Two Account Options
HCFSAs cover unreimbursed healthcare costs, like deductibles or copayments.
Dependent Care Accounts help cover the cost of caring for a qualifying child, relative, or spouse to allow an employee to continue working.
Payroll Tax Savings
While FSAs are a great way for employees to save money, employers may also see payroll tax savings added to their bottom lines.
For HCFSAs, upon receipt of a claim, the entire amount of the participant’s annual election (less previously paid claims) will be available. This is regardless of the participant’s contribution.
Benefits Debit Card
This card eliminates up-front payment and may be available at no additional cost. When a participant has an allowable expense, he or she uses the Benefits Debit Card, and the out-of-pocket portion of the expense will be deducted straight from his or her HCFSA account.*
Uniform Coverage Risk
Regulations require the HCFSA to have the full elected amount available to a participant for reimbursement from the first day of the plan year.

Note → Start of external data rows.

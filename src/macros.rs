//! Utility macros for use in the rest of stackwm.

/// Make creating a [KeyBindings][crate::core::bindings::KeyBindings] table less verbose.
///
/// Each entry is a list of [ModMask][crate::core::bindings::ModMask] flag names, a keysym,
/// the action to run and the [Arg][crate::core::bindings::Arg] to run it with. A
/// `forall_workspaces` entry expands to one binding per number row key (1 through 9
/// followed by 0), each passing the matching workspace index.
///
/// Entries are kept in the order they are written.
#[macro_export]
macro_rules! gen_keybindings(
    {
        $([$($modifier:ident),+] $sym:expr => $action:path, $arg:expr;)+
        $(forall_workspaces: [$($ws_modifier:ident),+] => $ws_action:path;)*
    } => {
        {
            let mut _bindings = $crate::core::bindings::KeyBindings::default();

            $(
                _bindings.push($crate::core::bindings::KeyBinding::new(
                    $crate::core::bindings::ModMask::empty()
                        $(| $crate::core::bindings::ModMask::$modifier)+,
                    $sym,
                    $action,
                    $arg,
                ));
            )+

            $(
                for (i, &sym) in $crate::x::keysym::WORKSPACE_KEYS.iter().enumerate() {
                    _bindings.push($crate::core::bindings::KeyBinding::new(
                        $crate::core::bindings::ModMask::empty()
                            $(| $crate::core::bindings::ModMask::$ws_modifier)+,
                        sym,
                        $ws_action,
                        $crate::core::bindings::Arg::Workspace(i),
                    ));
                }
            )*

            _bindings
        }
    };
);
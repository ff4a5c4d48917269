//! Core data structures and user facing functionality for the window manager
use crate::{
    pure::{Monitor, MonitorSet},
    x::{Output, XConn, XConnExt, XEvent},
    Error, Result, Xid,
};
use nix::sys::signal::{signal, SigHandler, Signal};
use tracing::{debug, error, info, span, trace, warn, Level};

pub mod actions;
pub mod bindings;
pub mod config;
mod handle;
pub mod layout;

#[doc(inline)]
pub use bindings::{Action, Arg, KeyBinding, KeyBindings, ModMask};
#[doc(inline)]
pub use config::{default_key_bindings, Config};
#[doc(inline)]
pub use layout::MainAndStack;

/// Where the window manager is in its lifecycle.
#[derive(Debug, Default, Clone, Copy, PartialEq, Eq, Hash)]
pub enum RunState {
    /// Managing clients as normal
    #[default]
    Running,
    /// All clients have been asked to close and we are waiting for them to do so
    Draining,
    /// Shutdown is complete and the event loop will exit
    Finished,
}

/// The pure window manager state.
#[derive(Debug, Clone)]
pub struct State {
    pub(crate) config: Config,
    pub(crate) monitors: MonitorSet,
    pub(crate) root: Xid,
    pub(crate) run_state: RunState,
}

impl State {
    pub(crate) fn try_new(config: Config, root: Xid, monitors: Vec<Monitor>) -> Result<Self> {
        Ok(Self {
            config,
            monitors: MonitorSet::try_new(monitors)?,
            root,
            run_state: RunState::Running,
        })
    }

    /// The configuration the window manager is running with.
    pub fn config(&self) -> &Config {
        &self.config
    }

    /// The monitors attached to the display along with their workspaces.
    pub fn monitors(&self) -> &MonitorSet {
        &self.monitors
    }

    /// The root window ID.
    pub fn root(&self) -> Xid {
        self.root
    }

    /// Where the window manager is in its lifecycle.
    pub fn run_state(&self) -> RunState {
        self.run_state
    }

    /// Step the quit state machine.
    ///
    /// The first call asks every remaining top level window to close and waits for them to
    /// be destroyed. Calling this again while waiting finishes shutting down immediately.
    pub fn quit<X: XConn>(&mut self, x: &X) -> Result<()> {
        match self.run_state {
            RunState::Running => {
                let remaining = self.remaining_windows(x)?;
                info!(n_windows = remaining.len(), "quit requested: closing all windows");
                self.run_state = RunState::Draining;

                for id in remaining {
                    x.send_close_request(id)?;
                }

                self.check_drained(x)
            }

            RunState::Draining => {
                info!("quit requested again: shutting down without waiting");
                self.teardown(x)
            }

            RunState::Finished => Ok(()),
        }
    }

    // Managed clients on hidden workspaces are unmapped so they need including explicitly
    fn remaining_windows<X: XConn>(&self, x: &X) -> Result<Vec<Xid>> {
        let bars = self.monitors.bars();
        let mut remaining: Vec<Xid> = x
            .existing_clients()?
            .into_iter()
            .filter(|id| !bars.contains(id))
            .collect();

        for id in self.monitors.all_clients() {
            if !remaining.contains(&id) {
                remaining.push(id);
            }
        }

        Ok(remaining)
    }

    pub(crate) fn check_drained<X: XConn>(&mut self, x: &X) -> Result<()> {
        if self.run_state != RunState::Draining {
            return Ok(());
        }

        let remaining = self.remaining_windows(x)?;
        if remaining.is_empty() {
            info!("all windows closed");
            self.teardown(x)
        } else {
            debug!(n_windows = remaining.len(), "waiting for windows to close");
            Ok(())
        }
    }

    fn teardown<X: XConn>(&mut self, x: &X) -> Result<()> {
        x.ungrab_keys()?;
        for bar in self.monitors.bars() {
            x.destroy_window(bar)?;
        }
        self.run_state = RunState::Finished;

        Ok(())
    }
}

/// A top level struct holding all of the state required to run as an X11 window manager.
#[derive(Debug)]
pub struct WindowManager<X>
where
    X: XConn,
{
    x: X,
    /// The mutable [State] of the window manager
    pub state: State,
    key_bindings: KeyBindings<X>,
}

impl<X> WindowManager<X>
where
    X: XConn,
{
    /// Construct a new [WindowManager] with the provided config and X connection.
    ///
    /// One monitor is created for each output reported by the X server, each with its own
    /// status bar window. If no outputs are reported then a single monitor covering the
    /// whole root window is used instead.
    pub fn new(config: Config, key_bindings: KeyBindings<X>, x: X) -> Result<Self> {
        let mut outputs = match x.outputs() {
            Ok(outputs) => outputs,
            Err(Error::MissingRandRSupport) => {
                warn!("RandR is not supported by the X server");
                Vec::new()
            }
            Err(e) => return Err(e),
        };
        if outputs.is_empty() {
            warn!("no outputs reported: falling back to the root window geometry");
            outputs.push(Output {
                r: x.root_geometry()?,
                primary: true,
            });
        }

        let monitors = outputs
            .into_iter()
            .map(|o| {
                let r = o.r.top_strip(config.bar_height);
                let bar = x.create_overlay_window(r, config.normal_border)?;
                debug!(r = ?o.r, %bar, primary = o.primary, "adding monitor");

                Ok(Monitor::new(o.r, bar, config.workspaces, o.primary))
            })
            .collect::<Result<Vec<_>>>()?;

        let state = State::try_new(config, x.root(), monitors)?;

        Ok(Self {
            x,
            state,
            key_bindings,
        })
    }

    /// The X connection being used to talk to the X server.
    pub fn x(&self) -> &X {
        &self.x
    }

    /// Start the window manager and run it until it exits.
    ///
    /// Errors raised while handling a single event are logged and the event is dropped. Losing
    /// the connection to the X server stops the window manager and the error is returned.
    pub fn run(mut self) -> Result<()> {
        // ignore SIGCHILD and allow child / inherited processes to be inherited by pid1
        debug!("registering SIGCHILD signal handler");
        if let Err(e) = unsafe { signal(Signal::SIGCHLD, SigHandler::SigIgn) } {
            return Err(Error::Raw(format!("unable to set signal handler: {e}")));
        }

        self.event_loop()
    }

    fn event_loop(&mut self) -> Result<()> {
        self.x.select_root_events()?;
        self.grab_keys()?;

        for ix in 0..self.state.monitors.len() {
            self.x.redraw_bar(&self.state, ix)?;
        }
        self.x.refresh_focus(&self.state)?;
        self.x.flush();

        info!("entering main event loop");
        while self.state.run_state != RunState::Finished {
            let event = self.x.next_event()?;
            let span = span!(target: "stackwm", Level::DEBUG, "XEvent", kind = event.as_ref());
            let _enter = span.enter();
            trace!(details = ?event, "event details");

            if let Err(e) = self.handle_xevent(event) {
                if e.is_fatal() {
                    error!(%e, "lost connection to the X server");
                    return Err(e);
                }
                error!(%e, "error handling event");
            }
            self.x.flush();
        }

        info!("exiting");
        Ok(())
    }

    fn grab_keys(&self) -> Result<()> {
        debug!(n_bindings = self.key_bindings.len(), "grabbing key bindings");
        for b in self.key_bindings.iter() {
            self.x.grab_key(b.mods, b.sym)?;
        }

        Ok(())
    }

    pub(crate) fn handle_xevent(&mut self, event: XEvent) -> Result<()> {
        use XEvent::*;

        let (x, state, key_bindings) = (&self.x, &mut self.state, &self.key_bindings);

        match event {
            ConfigureRequest(req) => handle::configure_request(&req, x)?,
            Destroy(id) => handle::destroy(id, state, x)?,
            Enter(p) => handle::enter(p, state, x)?,
            Expose(e) => handle::expose(e, state, x)?,
            KeyPress(k) => handle::keypress(k, key_bindings, state, x)?,
            MapRequest(id) => handle::map_request(id, state, x)?,
        }

        state.check_drained(x)
    }
}
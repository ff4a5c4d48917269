//! # stackwm: a minimal master/stack tiling window manager
//!
//! `stackwm` tracks the top-level windows on an X11 display, keeps them in per-workspace
//! ordered lists on each monitor and tiles them with a fixed master/stack layout. The first
//! client of a workspace (the "master") takes the left hand side of the screen and all
//! remaining clients share the right hand side in equal height slices.
//!
//! ## Structure
//! - [pure] holds all of the side effect free state: the client registry for a single
//!   workspace, the per-monitor workspace store and the set of monitors.
//! - [core] holds the [WindowManager][core::WindowManager] event loop, the tiling engine,
//!   key bindings and the commands that they run.
//! - [x] defines the [XConn][x::XConn] trait: the minimal set of display server primitives that
//!   the window manager needs in order to run.
//! - `x11rb` (behind the feature of the same name) is the real [XConn][x::XConn] backend.
#![warn(
    clippy::complexity,
    clippy::correctness,
    clippy::style,
    future_incompatible,
    missing_debug_implementations,
    missing_docs,
    rust_2018_idioms,
    rustdoc::all
)]
#![deny(clippy::unwrap_used, clippy::expect_used)]
#![cfg_attr(test, allow(clippy::unwrap_used, clippy::expect_used))]

#[cfg(feature = "serde")]
use serde::{Deserialize, Serialize};
use std::{fmt, ops::Deref};

#[macro_use]
pub mod macros;

pub mod core;
pub mod pure;
pub mod util;
pub mod x;

#[cfg(feature = "x11rb")]
pub mod x11rb;

#[doc(inline)]
pub use crate::core::{Config, State, WindowManager};

/// Error variants from the core stackwm library.
#[derive(thiserror::Error, Debug)]
pub enum Error {
    /// Creation of a [Color] from a string hex code was invalid
    #[error("Invalid Hex color code: '{code}'")]
    InvalidHexColor {
        /// The invalid string that was intended as a color hex code
        code: String,
    },

    /// An IO error was encountered (e.g. when launching an external program)
    #[error(transparent)]
    Io(#[from] std::io::Error),

    /// The X server did not report any usable screen geometry at all
    #[error("unable to determine any screen geometry for the display")]
    NoScreens,

    /// Unable to parse an integer from a provided string.
    #[error(transparent)]
    ParseInt(#[from] std::num::ParseIntError),

    /// A generic error type for use in user code when needing to construct
    /// a simple [Error].
    #[error("Unhandled error: {0}")]
    Raw(String),

    /// The X server does not support the RandR extension
    #[error("the X server does not support the RandR extension")]
    MissingRandRSupport,

    /// Unable to establish a connection to the X server
    #[cfg(feature = "x11rb")]
    #[error(transparent)]
    X11rbConnect(#[from] ::x11rb::errors::ConnectError),

    /// The X11 connection broke
    #[cfg(feature = "x11rb")]
    #[error(transparent)]
    X11rbConnection(#[from] ::x11rb::errors::ConnectionError),

    /// Could not get a reply to an X11 request
    #[cfg(feature = "x11rb")]
    #[error(transparent)]
    X11rbReplyError(#[from] ::x11rb::errors::ReplyError),

    /// Could not get a reply to an X11 request or could not generate an ID
    #[cfg(feature = "x11rb")]
    #[error(transparent)]
    X11rbReplyOrIdError(#[from] ::x11rb::errors::ReplyOrIdError),
}

impl Error {
    /// Whether this error means that the connection to the X server can no longer be used.
    ///
    /// Any other error raised while handling an event only affects that event.
    pub fn is_fatal(&self) -> bool {
        match self {
            #[cfg(feature = "x11rb")]
            Error::X11rbConnect(_) | Error::X11rbConnection(_) => true,
            #[cfg(feature = "x11rb")]
            Error::X11rbReplyError(::x11rb::errors::ReplyError::ConnectionError(_)) => true,
            #[cfg(feature = "x11rb")]
            Error::X11rbReplyOrIdError(
                ::x11rb::errors::ReplyOrIdError::ConnectionError(_)
                | ::x11rb::errors::ReplyOrIdError::IdsExhausted,
            ) => true,
            _ => false,
        }
    }
}

/// A Result where the error type is a stackwm [Error]
pub type Result<T> = std::result::Result<T, Error>;

/// An X11 ID for a given resource
#[cfg_attr(feature = "serde", derive(Serialize, Deserialize))]
#[derive(Debug, Default, PartialEq, Eq, PartialOrd, Ord, Hash, Clone, Copy)]
pub struct Xid(pub(crate) u32);

impl fmt::Display for Xid {
    fn fmt(&self, f: &mut fmt::Formatter<'_>) -> fmt::Result {
        write!(f, "{}", self.0)
    }
}

impl Deref for Xid {
    type Target = u32;

    fn deref(&self) -> &Self::Target {
        &self.0
    }
}

impl From<u32> for Xid {
    fn from(id: u32) -> Self {
        Self(id)
    }
}

impl From<Xid> for u32 {
    fn from(id: Xid) -> Self {
        id.0
    }
}

/// A simple RGB based color used for client borders and the status bar.
#[cfg_attr(feature = "serde", derive(Serialize, Deserialize))]
#[derive(Debug, Default, Clone, Copy, PartialEq, Eq, Hash)]
pub struct Color {
    rgb_hex: u32,
}

impl Color {
    /// Create a new Color from a hex encoded u32: 0xRRGGBB
    pub const fn new_from_hex(rgb_hex: u32) -> Self {
        Self {
            rgb_hex: rgb_hex & 0x00FF_FFFF,
        }
    }

    /// The individual RGB channels of this color
    pub fn rgb_u8(&self) -> (u8, u8, u8) {
        (
            ((self.rgb_hex >> 16) & 0xFF) as u8,
            ((self.rgb_hex >> 8) & 0xFF) as u8,
            (self.rgb_hex & 0xFF) as u8,
        )
    }

    /// Render this color as a `#RRGGBB` hex string
    pub fn as_rgb_hex_string(&self) -> String {
        format!("#{:0>6X}", self.rgb_hex)
    }

    /// The 0xRRGGBB representation of this color as used for X border pixels
    pub fn rgb_u32(&self) -> u32 {
        self.rgb_hex
    }
}

impl From<u32> for Color {
    fn from(hex: u32) -> Self {
        Self::new_from_hex(hex)
    }
}

impl TryFrom<&str> for Color {
    type Error = Error;

    fn try_from(s: &str) -> Result<Self> {
        let hex = s
            .strip_prefix('#')
            .filter(|h| h.len() == 6)
            .ok_or_else(|| Error::InvalidHexColor { code: s.into() })?;

        Ok(Self::new_from_hex(u32::from_str_radix(hex, 16)?))
    }
}

#[cfg(test)]
mod tests {
    use super::*;
    use simple_test_case::test_case;

    #[test_case("#f9f5d7", 0xf9f5d7; "lowercase")]
    #[test_case("#282828", 0x282828; "digits only")]
    #[test_case("#ABCDEF", 0xabcdef; "uppercase")]
    #[test]
    fn color_from_valid_hex(s: &str, expected: u32) {
        let c = Color::try_from(s).unwrap();

        assert_eq!(c.rgb_u32(), expected);
    }

    #[test_case("f9f5d7"; "missing hash")]
    #[test_case("#f9f5"; "too short")]
    #[test_case("#f9f5d7ff"; "too long")]
    #[test]
    fn color_from_invalid_hex_is_an_error(s: &str) {
        assert!(Color::try_from(s).is_err());
    }

    #[test]
    fn errors_local_to_one_event_are_not_fatal() {
        assert!(!Error::Raw("BadWindow".into()).is_fatal());
        assert!(!Error::MissingRandRSupport.is_fatal());
    }

    #[cfg(feature = "x11rb")]
    #[test]
    fn losing_the_x_connection_is_fatal() {
        use ::x11rb::errors::{ConnectionError, ReplyError};

        assert!(Error::X11rbConnection(ConnectionError::UnknownError).is_fatal());
        assert!(
            Error::X11rbReplyError(ReplyError::ConnectionError(ConnectionError::UnknownError))
                .is_fatal()
        );
    }

    #[test]
    fn color_rgb_parts() {
        let c = Color::new_from_hex(0x10ff00);

        assert_eq!(c.rgb_u8(), (0x10, 0xff, 0x00));
        assert_eq!(c.as_rgb_hex_string(), "#10FF00");
    }
}
//! The commands that can be bound to keys.
//!
//! Every command has the same signature so that it can be stored in a
//! [KeyBinding][crate::core::bindings::KeyBinding] as an
//! [Action][crate::core::bindings::Action]. Commands that need an [Arg] of a particular
//! kind log a warning and do nothing when given anything else.
use crate::{
    core::{bindings::Arg, State},
    pure::ClientRegistry,
    util,
    x::{XConn, XConnExt},
    Result,
};
use tracing::{debug, error, warn};

fn workspace_index(arg: &Arg, action: &str) -> Option<usize> {
    match arg {
        Arg::Workspace(ix) => Some(*ix),
        _ => {
            warn!(?arg, %action, "expected a workspace index");
            None
        }
    }
}

fn change_focus<X, F>(state: &mut State, x: &X, f: F) -> Result<()>
where
    X: XConn,
    F: FnOnce(&mut ClientRegistry),
{
    let clients = state.monitors.selected_mut().clients_mut();
    if clients.is_empty() {
        return Ok(());
    }

    f(clients);
    x.refresh_focus(state)
}

/// Launch an external program.
///
/// Failing to launch the program is logged rather than returned as an error.
pub fn spawn<X: XConn>(arg: &Arg, _: &mut State, _: &X) -> Result<()> {
    match arg {
        Arg::Command(argv) => {
            if let Err(e) = util::spawn(argv) {
                error!(%e, ?argv, "unable to spawn program");
            }
        }
        _ => warn!(?arg, "expected a command to spawn"),
    }

    Ok(())
}

/// Ask the focused client to close.
pub fn kill_focused<X: XConn>(_: &Arg, state: &mut State, x: &X) -> Result<()> {
    match state.monitors.selected().clients().focused() {
        Some(&client) => {
            debug!(%client, "asking focused client to close");
            x.send_close_request(client)
        }
        None => Ok(()),
    }
}

/// Show the given workspace on the selected monitor.
pub fn change_workspace<X: XConn>(arg: &Arg, state: &mut State, x: &X) -> Result<()> {
    match workspace_index(arg, "change_workspace") {
        Some(ix) => x.switch_workspace(ix, state),
        None => Ok(()),
    }
}

/// Move the focused client to the given workspace of the selected monitor.
pub fn move_to_workspace<X: XConn>(arg: &Arg, state: &mut State, x: &X) -> Result<()> {
    match workspace_index(arg, "move_to_workspace") {
        Some(ix) => x.move_focused_to_workspace(ix, state),
        None => Ok(()),
    }
}

/// Focus the master client.
pub fn focus_left<X: XConn>(_: &Arg, state: &mut State, x: &X) -> Result<()> {
    change_focus(state, x, |cs| cs.focus_master())
}

/// Focus the first client of the stack when the master client is focused.
pub fn focus_right<X: XConn>(_: &Arg, state: &mut State, x: &X) -> Result<()> {
    change_focus(state, x, |cs| cs.focus_stack())
}

/// Focus the previous client.
pub fn focus_up<X: XConn>(_: &Arg, state: &mut State, x: &X) -> Result<()> {
    change_focus(state, x, |cs| cs.focus_up())
}

/// Focus the next client.
pub fn focus_down<X: XConn>(_: &Arg, state: &mut State, x: &X) -> Result<()> {
    change_focus(state, x, |cs| cs.focus_down())
}

/// Swap the focused client into the master position.
pub fn swap_with_master<X: XConn>(_: &Arg, state: &mut State, x: &X) -> Result<()> {
    if state.monitors.selected_mut().clients_mut().swap_focused_with_master() {
        x.refresh(state)?;
    }

    Ok(())
}

/// Select the next monitor, wrapping back around to the first.
pub fn focus_next_monitor<X: XConn>(_: &Arg, state: &mut State, x: &X) -> Result<()> {
    match state.monitors.next_monitor() {
        Some(ix) => x.select_monitor(ix, state),
        None => Ok(()),
    }
}

/// Begin shutting down, or finish shutting down if this is the second request.
pub fn quit<X: XConn>(_: &Arg, state: &mut State, x: &X) -> Result<()> {
    state.quit(x)
}
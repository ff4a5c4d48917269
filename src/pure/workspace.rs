//! A fixed size set of workspaces for a single monitor.
use crate::{pure::ClientRegistry, Xid};
use std::mem::take;
use tracing::{debug, trace};

/// The visibility changes resulting from switching between two workspaces.
#[derive(Debug, Default, Clone, PartialEq, Eq)]
pub struct WorkspaceSwitch {
    /// The workspace that was active before the switch
    pub from: usize,
    /// The workspace that is active after the switch
    pub to: usize,
    /// Clients that were visible before the switch and now need hiding, in order
    pub hidden: Vec<Xid>,
    /// Clients that need to be made visible after the switch, in order
    pub revealed: Vec<Xid>,
}

/// A fixed number of independent [ClientRegistry] slots, exactly one of which is active
/// at any given time.
///
/// The active workspace is held in a dedicated "live" registry which is where all client
/// management takes place. Inactive workspaces are frozen in their slot until they are
/// switched to, at which point the live registry is saved into its own slot and the target
/// slot is loaded in its place.
#[derive(Debug, Clone, PartialEq, Eq)]
pub struct WorkspaceStore {
    live: ClientRegistry,
    slots: Vec<ClientRegistry>,
    active: usize,
}

impl Default for WorkspaceStore {
    fn default() -> Self {
        Self::new(1)
    }
}

impl WorkspaceStore {
    /// Create a new store with `n` empty workspaces. Workspace 0 is active.
    ///
    /// There is always at least one workspace.
    pub fn new(n: usize) -> Self {
        Self {
            live: ClientRegistry::new(),
            slots: vec![ClientRegistry::new(); n.max(1)],
            active: 0,
        }
    }

    /// The number of workspaces held in this store.
    pub fn len(&self) -> usize {
        self.slots.len()
    }

    /// Always false: a store holds at least one workspace.
    pub fn is_empty(&self) -> bool {
        false
    }

    /// The index of the active workspace.
    pub fn active(&self) -> usize {
        self.active
    }

    /// The clients of the active workspace.
    pub fn live(&self) -> &ClientRegistry {
        &self.live
    }

    /// Mutable access to the clients of the active workspace.
    pub fn live_mut(&mut self) -> &mut ClientRegistry {
        &mut self.live
    }

    /// The clients of the workspace with the given index, if it exists.
    pub fn workspace(&self, ix: usize) -> Option<&ClientRegistry> {
        if ix == self.active {
            Some(&self.live)
        } else {
            self.slots.get(ix)
        }
    }

    /// The index of the workspace holding the given client, if any.
    pub fn workspace_for_client(&self, id: &Xid) -> Option<usize> {
        (0..self.len()).find(|&ix| self.workspace(ix).is_some_and(|ws| ws.contains(id)))
    }

    /// Whether or not any workspace in this store holds the given client.
    pub fn contains(&self, id: &Xid) -> bool {
        self.workspace_for_client(id).is_some()
    }

    /// Remove the given client from whichever workspace holds it, returning that workspace's
    /// index.
    pub fn remove_client(&mut self, id: &Xid) -> Option<usize> {
        let ix = self.workspace_for_client(id)?;
        if ix == self.active {
            self.live.remove(id);
        } else {
            self.slots[ix].remove(id);
        }

        Some(ix)
    }

    /// Make workspace `ix` the active one.
    ///
    /// Switching to the workspace that is already active, or to one that does not exist,
    /// is a no-op and returns `None`. Otherwise the returned [WorkspaceSwitch] details the
    /// clients that need hiding and revealing in order to match the new state.
    pub fn switch_to(&mut self, ix: usize) -> Option<WorkspaceSwitch> {
        if ix == self.active || ix >= self.len() {
            return None;
        }

        let from = self.active;
        let hidden = self.live.clients();
        self.save();
        self.load(ix);
        debug!(from, to = ix, "switched workspace");

        Some(WorkspaceSwitch {
            from,
            to: ix,
            hidden,
            revealed: self.live.clients(),
        })
    }

    /// Move the focused client of the active workspace to the end of workspace `ix`,
    /// where it becomes the focused client.
    ///
    /// This is a pure data migration: the target workspace is loaded, updated and saved
    /// again without it ever becoming the visible workspace. Returns the ID of the client
    /// that was moved, or `None` if there was no focused client or `ix` is the active
    /// workspace (or does not exist).
    pub fn move_focused_to(&mut self, ix: usize) -> Option<Xid> {
        if ix == self.active || ix >= self.len() {
            return None;
        }
        let id = *self.live.focused()?;
        let original = self.active;

        self.save();
        self.load(ix);
        self.live.add(id);
        self.save();
        self.load(original);
        self.live.remove(&id);
        trace!(%id, from = original, to = ix, "moved client between workspaces");

        Some(id)
    }

    // Freeze the live registry into the slot of the active workspace.
    fn save(&mut self) {
        self.slots[self.active] = take(&mut self.live);
    }

    // Pull the registry for workspace `ix` into the live registry and mark it active.
    fn load(&mut self, ix: usize) {
        self.live = take(&mut self.slots[ix]);
        self.active = ix;
    }
}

This causes a potential loss to the employer. American Fidelity offers insurance to cover the HCFSA risk. The risk policy “insures” the employer’s uniform coverage risk for the HCFSA, up to $2,600 (or $2,650 for plan years after 2017) per participant, for shortages in the plan after the coverage period.
*The Internal Revenue Code (IRC) requires proof of the eligible expenses using itemized receipts or other documentation showing the date of service, person for whom the service was provided, and a description of the expense. Depending on the type of expense, documentation may come in the form of third party itemized statements or an Explanation of Benefits (EOB).